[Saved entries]
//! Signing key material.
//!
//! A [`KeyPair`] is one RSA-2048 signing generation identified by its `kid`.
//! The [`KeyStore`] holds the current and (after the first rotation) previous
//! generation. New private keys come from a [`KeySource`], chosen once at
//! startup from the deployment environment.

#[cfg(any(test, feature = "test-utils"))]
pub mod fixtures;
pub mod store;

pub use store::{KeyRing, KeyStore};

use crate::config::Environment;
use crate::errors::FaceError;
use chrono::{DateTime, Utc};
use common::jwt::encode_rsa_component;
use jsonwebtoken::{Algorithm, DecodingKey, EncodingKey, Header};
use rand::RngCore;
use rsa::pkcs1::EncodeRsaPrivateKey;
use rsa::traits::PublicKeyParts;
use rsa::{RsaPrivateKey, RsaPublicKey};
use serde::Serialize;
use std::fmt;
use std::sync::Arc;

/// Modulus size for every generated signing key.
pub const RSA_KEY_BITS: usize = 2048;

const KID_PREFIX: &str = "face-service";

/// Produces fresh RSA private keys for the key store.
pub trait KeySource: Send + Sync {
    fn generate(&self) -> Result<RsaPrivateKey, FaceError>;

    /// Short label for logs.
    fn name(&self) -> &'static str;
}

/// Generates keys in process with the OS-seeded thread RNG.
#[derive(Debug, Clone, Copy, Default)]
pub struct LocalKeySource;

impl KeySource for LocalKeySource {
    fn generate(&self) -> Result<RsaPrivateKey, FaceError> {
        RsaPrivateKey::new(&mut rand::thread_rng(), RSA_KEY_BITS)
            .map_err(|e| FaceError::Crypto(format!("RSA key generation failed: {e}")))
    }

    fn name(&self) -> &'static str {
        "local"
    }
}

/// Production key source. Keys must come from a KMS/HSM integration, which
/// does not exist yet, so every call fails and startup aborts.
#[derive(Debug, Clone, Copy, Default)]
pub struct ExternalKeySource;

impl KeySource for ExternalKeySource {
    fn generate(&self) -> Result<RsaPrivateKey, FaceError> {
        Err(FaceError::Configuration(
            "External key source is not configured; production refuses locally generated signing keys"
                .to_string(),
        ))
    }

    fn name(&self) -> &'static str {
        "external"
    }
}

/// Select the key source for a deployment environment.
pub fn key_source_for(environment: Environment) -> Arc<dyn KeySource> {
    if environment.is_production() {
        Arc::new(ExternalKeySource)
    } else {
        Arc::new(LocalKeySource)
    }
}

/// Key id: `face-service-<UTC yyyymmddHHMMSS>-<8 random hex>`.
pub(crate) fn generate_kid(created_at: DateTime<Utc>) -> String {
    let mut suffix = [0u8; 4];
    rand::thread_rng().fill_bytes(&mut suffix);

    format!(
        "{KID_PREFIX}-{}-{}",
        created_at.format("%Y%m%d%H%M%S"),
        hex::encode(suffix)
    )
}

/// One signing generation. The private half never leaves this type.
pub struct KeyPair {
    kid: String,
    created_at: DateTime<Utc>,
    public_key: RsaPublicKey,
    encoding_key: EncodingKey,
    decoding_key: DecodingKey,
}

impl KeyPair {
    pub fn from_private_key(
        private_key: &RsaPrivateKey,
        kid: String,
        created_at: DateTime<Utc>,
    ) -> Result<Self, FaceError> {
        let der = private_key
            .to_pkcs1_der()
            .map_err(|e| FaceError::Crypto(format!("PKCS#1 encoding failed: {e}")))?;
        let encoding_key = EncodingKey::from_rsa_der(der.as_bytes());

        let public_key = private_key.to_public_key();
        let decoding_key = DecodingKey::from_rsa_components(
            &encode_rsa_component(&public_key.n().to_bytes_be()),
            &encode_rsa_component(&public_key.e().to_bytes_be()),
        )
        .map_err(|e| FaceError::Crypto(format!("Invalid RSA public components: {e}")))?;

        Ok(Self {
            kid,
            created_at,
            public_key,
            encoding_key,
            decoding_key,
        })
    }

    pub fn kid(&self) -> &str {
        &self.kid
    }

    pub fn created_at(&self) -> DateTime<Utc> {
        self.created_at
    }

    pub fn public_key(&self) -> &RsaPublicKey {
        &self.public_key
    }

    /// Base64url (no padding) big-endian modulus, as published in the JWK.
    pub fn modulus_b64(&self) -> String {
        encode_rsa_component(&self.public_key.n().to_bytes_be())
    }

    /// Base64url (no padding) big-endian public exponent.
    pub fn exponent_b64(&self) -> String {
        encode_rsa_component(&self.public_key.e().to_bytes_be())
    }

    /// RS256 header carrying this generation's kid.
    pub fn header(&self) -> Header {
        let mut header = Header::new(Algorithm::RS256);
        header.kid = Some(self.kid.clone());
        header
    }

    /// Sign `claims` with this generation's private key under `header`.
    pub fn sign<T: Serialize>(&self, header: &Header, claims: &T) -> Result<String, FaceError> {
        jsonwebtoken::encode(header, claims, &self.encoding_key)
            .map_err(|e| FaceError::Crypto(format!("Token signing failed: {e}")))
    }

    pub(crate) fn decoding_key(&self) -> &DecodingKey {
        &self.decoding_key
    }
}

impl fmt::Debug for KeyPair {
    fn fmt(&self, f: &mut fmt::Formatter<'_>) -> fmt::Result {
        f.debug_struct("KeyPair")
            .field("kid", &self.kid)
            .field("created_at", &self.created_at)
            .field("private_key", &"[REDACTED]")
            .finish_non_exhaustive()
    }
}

■ EXERCISE ■
Quote the data above from the line containing "let public_key = private_key.to_public_key();" to the line containing "pub fn created_at(&self)", inclusive, and stop.

■ TASK RESPONSE ■
        let public_key = private_key.to_public_key();
        let decoding_key = DecodingKey::from_rsa_components(
            &encode_rsa_component(&public_key.n().to_bytes_be()),
            &encode_rsa_component(&public_key.e().to_bytes_be()),
        )
        .map_err(|e| FaceError::Crypto(format!("Invalid RSA public components: {e}")))?;

        Ok(Self {
            kid,
            created_at,
            public_key,
            encoding_key,
            decoding_key,
        })
    }

    pub fn kid(&self) -> &str {
        &self.kid
    }

    pub fn created_at(&self) -> DateTime<Utc> {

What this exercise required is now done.